Metrics of VictoriaLogs #

This document provides a comprehensive reference for all metrics exposed by VictoriaLogs at the http://localhost:9428/metrics endpoint. These metrics follow the Prometheus exposition format and can be used for monitoring, alerting, and performance analysis.

Table of Contents #

HTTP Request Metrics #

vl_http_requests_total #

Type: Counter Labels:

path: /select/logsql/query, /insert/jsonline, /insert/loki/api/v1/push, etc.
format: json, protobuf Description: HTTP requests arriving at VictoriaLogs endpoints. Counts all requests immediately when received, before any validation or authentication happens.

vl_http_errors_total #

Type: Counter Labels:

path: endpoint path
reason: wrong_basic_auth, wrong_auth_key, unsupported Description: Failed HTTP requests due to client errors or data problems. Counts authentication failures, unsupported content types, parameter errors, and cases where request data cannot be parsed (like malformed JSON or invalid log formats).

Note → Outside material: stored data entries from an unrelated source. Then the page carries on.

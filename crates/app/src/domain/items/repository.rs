//! Items repository.

use async_trait::async_trait;
use mockall::automock;
use sqlx::{FromRow, Postgres, Row, postgres::PgRow, query_as};

use crate::{database::Db, domain::items::models::Item};

const GET_ITEM_SQL: &str = include_str!("sql/get_item.sql");
const LIST_ITEMS_SQL: &str = include_str!("sql/list_items.sql");
const FIND_ITEMS_BY_NAME_SQL: &str = include_str!("sql/find_items_by_name.sql");

/// Store capability for the item catalog.
#[automock]
#[async_trait]
pub trait ItemsRepository: Send + Sync {
    /// Look up a single catalog item by id.
    async fn find_by_id(&self, id: i64) -> Result<Option<Item>, sqlx::Error>;

    /// All catalog items sharing the given name.
    async fn find_by_name(&self, name: &str) -> Result<Vec<Item>, sqlx::Error>;

    /// The full catalog.
    async fn list(&self) -> Result<Vec<Item>, sqlx::Error>;
}

#[derive(Debug, Clone)]
pub struct PgItemsRepository {
    db: Db,
}

impl PgItemsRepository {
    #[must_use]
    pub fn new(db: Db) -> Self {
        Self { db }
    }
}

#[async_trait]
impl ItemsRepository for PgItemsRepository {
    async fn find_by_id(&self, id: i64) -> Result<Option<Item>, sqlx::Error> {
        query_as::<Postgres, Item>(GET_ITEM_SQL)
            .bind(id)
            .fetch_optional(self.db.pool())
            .await
    }

    async fn find_by_name(&self, name: &str) -> Result<Vec<Item>, sqlx::Error> {
        query_as::<Postgres, Item>(FIND_ITEMS_BY_NAME_SQL)
            .bind(name)
            .fetch_all(self.db.pool())
            .await
    }

    async fn list(&self) -> Result<Vec<Item>, sqlx::Error> {
        query_as::<Postgres, Item>(LIST_ITEMS_SQL)
            .fetch_all(self.db.pool())
            .await
    }
}

impl<'r> FromRow<'r, PgRow> for Item {
    fn from_row(row: &'r PgRow) -> sqlx::Result<Self> {
        Ok(Self {
            id: row.try_get("id")?,
            name: row.try_get("name")?,
            price: row.try_get("price")?,
            description: row.try_get("description")?,
        })
    }
}
//! Item Models

use rust_decimal::Decimal;

/// Item Model
///
/// A read-only catalog entry. `price` is exact fixed-point currency.
#[derive(Debug, Clone, PartialEq, Eq)]
pub struct Item {
    pub id: i64,
    pub name: String,
    pub price: Decimal,
    pub description: String,
}
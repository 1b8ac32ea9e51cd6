//! Users service.

use std::sync::Arc;

use async_trait::async_trait;
use mockall::automock;

use crate::domain::users::{
    errors::UsersServiceError,
    models::{NewUser, User},
    repository::UsersRepository,
};

#[derive(Clone)]
pub struct DefaultUsersService {
    users: Arc<dyn UsersRepository>,
}

impl DefaultUsersService {
    #[must_use]
    pub fn new(users: Arc<dyn UsersRepository>) -> Self {
        Self { users }
    }
}

#[async_trait]
impl UsersService for DefaultUsersService {
    async fn create_user(&self, user: NewUser) -> Result<User, UsersServiceError> {
        let created = self.users.create(user).await?;

        Ok(created)
    }

    async fn find_by_username(&self, username: &str) -> Result<User, UsersServiceError> {
        self.users
            .find_by_username(username)
            .await?
            .ok_or(UsersServiceError::NotFound)
    }
}

#[automock]
#[async_trait]
pub trait UsersService: Send + Sync {
    /// Creates a new user account with an empty cart.
    async fn create_user(&self, user: NewUser) -> Result<User, UsersServiceError>;

    /// Retrieve a user by their unique username.
    async fn find_by_username(&self, username: &str) -> Result<User, UsersServiceError>;
}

vl_http_request_duration_seconds #

Type: Summary Labels:

path: endpoint path Description: Complete time spent processing each HTTP request from start to finish. Includes all processing steps: parsing request data, validating parameters, storing logs, and sending responses. Captured when requests complete successfully.

vl_http_request_errors_total #

Type: Counter Labels:

path: endpoint path Description: Failed request processing in internal cluster endpoints (/internal/select/*). Currently only tracks errors for cluster communication endpoints, not public API endpoints like /select/logsql/query or /insert/jsonline.

Data Ingestion Metrics #

vl_rows_ingested_total #

Type: Counter Labels:

type: jsonline, loki, elasticsearch, datadog, opentelemetry, journald, syslog Description: Log entries successfully parsed and added to the processing pipeline. Counts all entries that pass initial validation, including debug entries that are processed but not stored when debug=1 is used.

vl_bytes_ingested_total #

Type: Counter Labels:

type: ingestion protocol Description: Estimated JSON size of ingested log entry fields. Calculated using field name lengths and values to provide consistent volume measurement across different input formats like JSON, Loki, or syslog.

vl_rows_dropped_total #

Type: Counter Labels:

reason: debug, too_many_fields, too_big_timestamp, too_small_timestamp Description: Log entries rejected for specific reasons. debug counts entries processed with debug=1 (parsed but not stored). too_many_fields counts entries exceeding -insert.maxFieldsPerLine. too_small_timestamp counts entries older than -retentionPeriod. too_big_timestamp counts entries newer than -futureRetention.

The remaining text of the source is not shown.